_WORKING DATA_.
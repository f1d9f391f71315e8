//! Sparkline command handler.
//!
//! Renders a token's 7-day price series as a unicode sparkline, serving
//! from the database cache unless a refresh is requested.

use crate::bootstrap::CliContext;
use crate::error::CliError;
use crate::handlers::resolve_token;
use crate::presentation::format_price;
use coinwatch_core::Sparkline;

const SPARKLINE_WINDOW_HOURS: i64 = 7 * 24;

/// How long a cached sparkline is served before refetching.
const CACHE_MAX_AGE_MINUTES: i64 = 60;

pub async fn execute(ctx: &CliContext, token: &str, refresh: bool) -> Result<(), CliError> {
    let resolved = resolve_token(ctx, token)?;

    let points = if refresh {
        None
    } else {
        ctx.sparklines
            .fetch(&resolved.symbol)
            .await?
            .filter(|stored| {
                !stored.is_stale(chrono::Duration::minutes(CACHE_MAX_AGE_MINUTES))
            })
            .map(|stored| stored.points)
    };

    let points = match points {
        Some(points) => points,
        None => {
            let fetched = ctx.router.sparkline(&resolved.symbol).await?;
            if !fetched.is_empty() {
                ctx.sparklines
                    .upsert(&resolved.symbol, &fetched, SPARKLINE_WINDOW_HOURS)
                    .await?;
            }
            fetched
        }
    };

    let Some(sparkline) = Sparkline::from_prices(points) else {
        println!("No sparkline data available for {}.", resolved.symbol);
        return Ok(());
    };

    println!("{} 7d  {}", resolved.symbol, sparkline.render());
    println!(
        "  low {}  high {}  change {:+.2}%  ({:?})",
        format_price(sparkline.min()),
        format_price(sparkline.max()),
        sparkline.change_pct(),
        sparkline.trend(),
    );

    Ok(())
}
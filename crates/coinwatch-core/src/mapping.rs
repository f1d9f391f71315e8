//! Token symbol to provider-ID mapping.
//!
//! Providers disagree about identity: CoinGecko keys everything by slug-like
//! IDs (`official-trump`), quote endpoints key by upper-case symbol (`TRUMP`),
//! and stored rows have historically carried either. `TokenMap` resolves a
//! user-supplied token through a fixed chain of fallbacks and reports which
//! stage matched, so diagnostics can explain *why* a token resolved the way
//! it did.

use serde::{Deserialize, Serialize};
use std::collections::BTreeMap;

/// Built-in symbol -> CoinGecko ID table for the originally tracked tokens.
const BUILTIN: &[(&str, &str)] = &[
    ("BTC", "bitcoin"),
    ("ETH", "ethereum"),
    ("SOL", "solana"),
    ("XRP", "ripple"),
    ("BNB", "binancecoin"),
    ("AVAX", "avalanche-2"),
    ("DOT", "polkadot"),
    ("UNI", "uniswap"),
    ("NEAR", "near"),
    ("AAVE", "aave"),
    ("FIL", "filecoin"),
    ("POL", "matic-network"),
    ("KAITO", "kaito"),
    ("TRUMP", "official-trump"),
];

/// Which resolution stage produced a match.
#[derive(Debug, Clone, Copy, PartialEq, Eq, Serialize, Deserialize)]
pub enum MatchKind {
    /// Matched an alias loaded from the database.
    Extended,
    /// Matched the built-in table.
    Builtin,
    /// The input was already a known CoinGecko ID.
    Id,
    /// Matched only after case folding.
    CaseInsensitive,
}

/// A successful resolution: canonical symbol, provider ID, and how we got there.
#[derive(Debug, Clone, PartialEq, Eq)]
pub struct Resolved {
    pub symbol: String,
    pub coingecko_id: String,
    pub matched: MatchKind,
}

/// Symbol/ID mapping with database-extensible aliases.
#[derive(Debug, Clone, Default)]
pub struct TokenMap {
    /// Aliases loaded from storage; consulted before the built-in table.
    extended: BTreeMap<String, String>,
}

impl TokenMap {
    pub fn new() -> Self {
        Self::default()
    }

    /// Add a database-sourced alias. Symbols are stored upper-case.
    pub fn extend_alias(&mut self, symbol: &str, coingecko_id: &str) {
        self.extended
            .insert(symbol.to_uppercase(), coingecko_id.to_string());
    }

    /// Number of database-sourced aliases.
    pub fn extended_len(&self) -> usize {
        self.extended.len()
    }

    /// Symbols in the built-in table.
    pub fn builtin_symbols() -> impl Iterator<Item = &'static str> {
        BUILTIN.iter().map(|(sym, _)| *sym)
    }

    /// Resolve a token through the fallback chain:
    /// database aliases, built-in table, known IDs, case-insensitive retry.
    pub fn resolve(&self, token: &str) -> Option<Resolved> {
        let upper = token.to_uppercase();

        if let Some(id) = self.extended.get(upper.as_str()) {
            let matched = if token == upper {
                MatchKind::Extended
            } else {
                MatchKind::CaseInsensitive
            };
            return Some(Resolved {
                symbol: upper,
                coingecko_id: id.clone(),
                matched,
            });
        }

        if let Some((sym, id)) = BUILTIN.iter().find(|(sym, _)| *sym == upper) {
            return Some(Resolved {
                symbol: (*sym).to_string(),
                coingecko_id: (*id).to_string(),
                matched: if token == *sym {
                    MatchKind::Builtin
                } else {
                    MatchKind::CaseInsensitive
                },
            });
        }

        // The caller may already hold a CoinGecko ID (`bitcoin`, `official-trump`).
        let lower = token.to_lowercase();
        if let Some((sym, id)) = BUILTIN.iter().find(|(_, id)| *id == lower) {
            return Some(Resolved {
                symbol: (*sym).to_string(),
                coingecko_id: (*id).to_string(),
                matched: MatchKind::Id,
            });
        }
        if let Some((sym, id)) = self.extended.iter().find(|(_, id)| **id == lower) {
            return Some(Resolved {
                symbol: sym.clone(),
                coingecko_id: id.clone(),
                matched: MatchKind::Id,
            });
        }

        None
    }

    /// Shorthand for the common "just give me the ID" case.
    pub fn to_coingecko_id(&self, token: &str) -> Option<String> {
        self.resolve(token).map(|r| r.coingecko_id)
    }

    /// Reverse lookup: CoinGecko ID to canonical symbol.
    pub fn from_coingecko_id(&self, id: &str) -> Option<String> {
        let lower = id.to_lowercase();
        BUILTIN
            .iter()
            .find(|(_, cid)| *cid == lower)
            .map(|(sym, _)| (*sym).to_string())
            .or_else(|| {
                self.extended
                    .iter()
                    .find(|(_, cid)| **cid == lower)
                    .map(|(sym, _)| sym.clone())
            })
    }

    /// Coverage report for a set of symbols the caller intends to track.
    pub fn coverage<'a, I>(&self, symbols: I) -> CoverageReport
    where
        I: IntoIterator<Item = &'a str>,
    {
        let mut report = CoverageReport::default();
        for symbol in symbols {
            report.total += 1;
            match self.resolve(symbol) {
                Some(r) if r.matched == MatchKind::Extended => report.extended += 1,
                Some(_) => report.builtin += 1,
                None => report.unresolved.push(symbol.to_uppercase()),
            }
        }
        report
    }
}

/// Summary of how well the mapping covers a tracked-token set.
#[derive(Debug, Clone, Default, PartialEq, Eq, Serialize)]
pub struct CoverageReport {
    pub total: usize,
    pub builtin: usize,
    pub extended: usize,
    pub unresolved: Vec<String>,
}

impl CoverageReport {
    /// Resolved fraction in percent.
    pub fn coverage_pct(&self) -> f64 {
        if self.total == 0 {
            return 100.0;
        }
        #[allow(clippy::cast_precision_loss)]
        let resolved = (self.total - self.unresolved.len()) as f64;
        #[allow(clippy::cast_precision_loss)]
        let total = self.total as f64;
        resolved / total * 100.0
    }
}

_WHAT THE TASK REQUIRES_. In full and without edits, repeat the listing above.

_ANSWER TO THIS EXERCISE_.
repository f1d9f391f71315e8
//! Sparkline command handler.
//!
//! Renders a token's 7-day price series as a unicode sparkline, serving
//! from the database cache unless a refresh is requested.

use crate::bootstrap::CliContext;
use crate::error::CliError;
use crate::handlers::resolve_token;
use crate::presentation::format_price;
use coinwatch_core::Sparkline;

const SPARKLINE_WINDOW_HOURS: i64 = 7 * 24;

/// How long a cached sparkline is served before refetching.
const CACHE_MAX_AGE_MINUTES: i64 = 60;

pub async fn execute(ctx: &CliContext, token: &str, refresh: bool) -> Result<(), CliError> {
    let resolved = resolve_token(ctx, token)?;

    let points = if refresh {
        None
    } else {
        ctx.sparklines
            .fetch(&resolved.symbol)
            .await?
            .filter(|stored| {
                !stored.is_stale(chrono::Duration::minutes(CACHE_MAX_AGE_MINUTES))
            })
            .map(|stored| stored.points)
    };

    let points = match points {
        Some(points) => points,
        None => {
            let fetched = ctx.router.sparkline(&resolved.symbol).await?;
            if !fetched.is_empty() {
                ctx.sparklines
                    .upsert(&resolved.symbol, &fetched, SPARKLINE_WINDOW_HOURS)
                    .await?;
            }
            fetched
        }
    };

    let Some(sparkline) = Sparkline::from_prices(points) else {
        println!("No sparkline data available for {}.", resolved.symbol);
        return Ok(());
    };

    println!("{} 7d  {}", resolved.symbol, sparkline.render());
    println!(
        "  low {}  high {}  change {:+.2}%  ({:?})",
        format_price(sparkline.min()),
        format_price(sparkline.max()),
        sparkline.change_pct(),
        sparkline.trend(),
    );

    Ok(())
}
filename crates/coinwatch-core/src/mapping.rs
repository f1d9f391f71315e8
//! Token symbol to provider-ID mapping.
//!
//! Providers disagree about identity: CoinGecko keys everything by slug-like
//! IDs (`official-trump`), quote endpoints key by upper-case symbol (`TRUMP`),
//! and stored rows have historically carried either. `TokenMap` resolves a
//! user-supplied token through a fixed chain of fallbacks and reports which
//! stage matched, so diagnostics can explain *why* a token resolved the way
//! it did.

use serde::{Deserialize, Serialize};
use std::collections::BTreeMap;

/// Built-in symbol -> CoinGecko ID table for the originally tracked tokens.
const BUILTIN: &[(&str, &str)] = &[
    ("BTC", "bitcoin"),
    ("ETH", "ethereum"),
    ("SOL", "solana"),
    ("XRP", "ripple"),
    ("BNB", "binancecoin"),
    ("AVAX", "avalanche-2"),
    ("DOT", "polkadot"),
    ("UNI", "uniswap"),
    ("NEAR", "near"),
    ("AAVE", "aave"),
    ("FIL", "filecoin"),
    ("POL", "matic-network"),
    ("KAITO", "kaito"),
    ("TRUMP", "official-trump"),
];

/// Which resolution stage produced a match.
#[derive(Debug, Clone, Copy, PartialEq, Eq, Serialize, Deserialize)]
pub enum MatchKind {
    /// Matched an alias loaded from the database.
    Extended,
    /// Matched the built-in table.
    Builtin,
    /// The input was already a known CoinGecko ID.
    Id,
    /// Matched only after case folding.
    CaseInsensitive,
}

/// A successful resolution: canonical symbol, provider ID, and how we got there.
#[derive(Debug, Clone, PartialEq, Eq)]
pub struct Resolved {
    pub symbol: String,
    pub coingecko_id: String,
    pub matched: MatchKind,
}

/// Symbol/ID mapping with database-extensible aliases.
#[derive(Debug, Clone, Default)]
pub struct TokenMap {
    /// Aliases loaded from storage; consulted before the built-in table.
    extended: BTreeMap<String, String>,
}

impl TokenMap {
    pub fn new() -> Self {
        Self::default()
    }

    /// Add a database-sourced alias. Symbols are stored upper-case.
    pub fn extend_alias(&mut self, symbol: &str, coingecko_id: &str) {
        self.extended
            .insert(symbol.to_uppercase(), coingecko_id.to_string());
    }

    /// Number of database-sourced aliases.
    pub fn extended_len(&self) -> usize {
        self.extended.len()
    }

    /// Symbols in the built-in table.
    pub fn builtin_symbols() -> impl Iterator<Item = &'static str> {
        BUILTIN.iter().map(|(sym, _)| *sym)
    }

    /// Resolve a token through the fallback chain:
    /// database aliases, built-in table, known IDs, case-insensitive retry.
    pub fn resolve(&self, token: &str) -> Option<Resolved> {
        let upper = token.to_uppercase();

        if let Some(id) = self.extended.get(upper.as_str()) {
            let matched = if token == upper {
                MatchKind::Extended
            } else {
                MatchKind::CaseInsensitive
            };
            return Some(Resolved {
                symbol: upper,
                coingecko_id: id.clone(),
                matched,
            });
        }

        if let Some((sym, id)) = BUILTIN.iter().find(|(sym, _)| *sym == upper) {
            return Some(Resolved {
                symbol: (*sym).to_string(),
                coingecko_id: (*id).to_string(),
                matched: if token == *sym {
                    MatchKind::Builtin
                } else {
                    MatchKind::CaseInsensitive
                },
            });
        }

        // The caller may already hold a CoinGecko ID (`bitcoin`, `official-trump`).
        let lower = token.to_lowercase();
        if let Some((sym, id)) = BUILTIN.iter().find(|(_, id)| *id == lower) {
            return Some(Resolved {
                symbol: (*sym).to_string(),
                coingecko_id: (*id).to_string(),
                matched: MatchKind::Id,
            });
        }
        if let Some((sym, id)) = self.extended.iter().find(|(_, id)| **id == lower) {
            return Some(Resolved {
                symbol: sym.clone(),
                coingecko_id: id.clone(),
                matched: MatchKind::Id,
            });
        }

        None
    }

    /// Shorthand for the common "just give me the ID" case.
    pub fn to_coingecko_id(&self, token: &str) -> Option<String> {
        self.resolve(token).map(|r| r.coingecko_id)
    }

    /// Reverse lookup: CoinGecko ID to canonical symbol.
    pub fn from_coingecko_id(&self, id: &str) -> Option<String> {
        let lower = id.to_lowercase();
        BUILTIN
            .iter()
            .find(|(_, cid)| *cid == lower)
            .map(|(sym, _)| (*sym).to_string())
            .or_else(|| {
                self.extended
                    .iter()
                    .find(|(_, cid)| **cid == lower)
                    .map(|(sym, _)| sym.clone())
            })
    }

    /// Coverage report for a set of symbols the caller intends to track.
    pub fn coverage<'a, I>(&self, symbols: I) -> CoverageReport
    where
        I: IntoIterator<Item = &'a str>,
    {
        let mut report = CoverageReport::default();
        for symbol in symbols {
            report.total += 1;
            match self.resolve(symbol) {
                Some(r) if r.matched == MatchKind::Extended => report.extended += 1,
                Some(_) => report.builtin += 1,
                None => report.unresolved.push(symbol.to_uppercase()),
            }
        }
        report
    }
}

/// Summary of how well the mapping covers a tracked-token set.
#[derive(Debug, Clone, Default, PartialEq, Eq, Serialize)]
pub struct CoverageReport {
    pub total: usize,
    pub builtin: usize,
    pub extended: usize,
    pub unresolved: Vec<String>,
}

impl CoverageReport {
    /// Resolved fraction in percent.
    pub fn coverage_pct(&self) -> f64 {
        if self.total == 0 {
            return 100.0;
        }
        #[allow(clippy::cast_precision_loss)]
        let resolved = (self.total - self.unresolved.len()) as f64;
        #[allow(clippy::cast_precision_loss)]
        let total = self.total as f64;
        resolved / total * 100.0
    }
}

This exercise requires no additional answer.